A Falcon 9 class of rockets could loft 18-25 tons into LEO depending on reuse or fully expended, and when taking into account a suborbital trajectory, a MIRV bus and ablative heat protection for the projectiles you can expect anywhere from 12-20 warheads equivalent to 2,000 lbs JDAM or 50-80 SDB equivalent warheads.  Upfront cost of the rocket is 50 million with around 15-20 million to turn it around if used in reusable config.
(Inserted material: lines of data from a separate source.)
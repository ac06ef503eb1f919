use std::path::PathBuf;

use anyhow::Context;
use serde::{Deserialize, de::DeserializeOwned};

use crate::extract::WatchList;

pub const DEFAULT_DATA_URL: &str = "https://d35p9e4fm9h3wo.cloudfront.net/latestData.json";
pub const DEFAULT_CACHE_FILE: &str = "./latest_data.json";
pub const DEFAULT_NATION_LABEL: &str = "Romania";

/// Counties shown besides the nation-wide numbers unless overridden.
pub const DEFAULT_WATCHED_REGIONS: [&str; 42] = [
    "AB", "AR", "AG", "BC", "BH", "BN", "BT", "BV", "BR", "BZ", "CS", "CL", "CJ", "CT", "CV", "DB",
    "DJ", "GL", "GR", "GJ", "HR", "HD", "IL", "IS", "IF", "MM", "MH", "MS", "NT", "OT", "PH", "SM",
    "SJ", "SB", "SV", "TR", "TM", "TL", "VS", "VL", "VN", "B",
];

/// The env config env vars read at startup. All of them are optional.
#[derive(Debug, Deserialize)]
pub struct AppEnv {
    #[serde(default = "default_data_url")]
    pub covid_data_url: String,
    #[serde(default = "default_cache_file")]
    pub covid_cache_file: PathBuf,
    /// Comma separated region codes.
    #[serde(default)]
    pub covid_watched_regions: Option<Vec<String>>,
    #[serde(default = "default_nation_label")]
    pub covid_nation_label: String,
}

fn default_data_url() -> String {
    DEFAULT_DATA_URL.to_string()
}

fn default_cache_file() -> PathBuf {
    PathBuf::from(DEFAULT_CACHE_FILE)
}

fn default_nation_label() -> String {
    DEFAULT_NATION_LABEL.to_string()
}

#[derive(Debug, Clone)]
pub struct AppConfig {
    pub data_url: String,
    pub cache_file: PathBuf,
    pub watched_regions: Vec<String>,
    pub nation_label: String,
}

impl Default for AppConfig {
    fn default() -> Self {
        Self {
            data_url: default_data_url(),
            cache_file: default_cache_file(),
            watched_regions: DEFAULT_WATCHED_REGIONS.iter().map(|s| s.to_string()).collect(),
            nation_label: default_nation_label(),
        }
    }
}

impl AppConfig {
    pub fn new() -> anyhow::Result<Self> {
        let app_env = AppEnv::load_from_env()?;
        Ok(Self::from(app_env))
    }

    /// Replaces the configured regions when `regions` is non-empty.
    pub fn override_regions(&mut self, regions: Vec<String>) {
        if !regions.is_empty() {
            self.watched_regions = regions;
        }
    }

    pub fn watch_list(&self) -> WatchList {
        WatchList::new(&self.watched_regions)
    }
}

impl From<AppEnv> for AppConfig {
    fn from(app_env: AppEnv) -> Self {
        let defaults = Self::default();
        Self {
            data_url: app_env.covid_data_url,
            cache_file: app_env.covid_cache_file,
            watched_regions: app_env
                .covid_watched_regions
                .filter(|regions| regions.iter().any(|r| !r.trim().is_empty()))
                .unwrap_or(defaults.watched_regions),
            nation_label: app_env.covid_nation_label,
        }
    }
}

// Extension trait.
pub trait LoadFromEnv: DeserializeOwned {
    fn load_from_env() -> anyhow::Result<Self> {
        // Don't throw an error if .env file doesn't exist.
        let _ = dotenv::dotenv();
        let config =
            envy::from_env::<Self>().context("failed to load env variables into config struct")?;
        Ok(config)
    }
}

impl<T: DeserializeOwned> LoadFromEnv for T {}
A squadron of 12 in reusable configuration could therefore send 144-440 warheads (2,000 lbs or 250 lbs respectively) with GPS terminal guidance, 432-1,320 for a wing of 36 at a procurement cost of 1.8 billion for the rockets themselves (not counting infrastructure or payload)  with $540 million to turn around and prepare them again with a turnaround time of several days.  As liquid fueled rockets they would also need to be fueled prior to launch. 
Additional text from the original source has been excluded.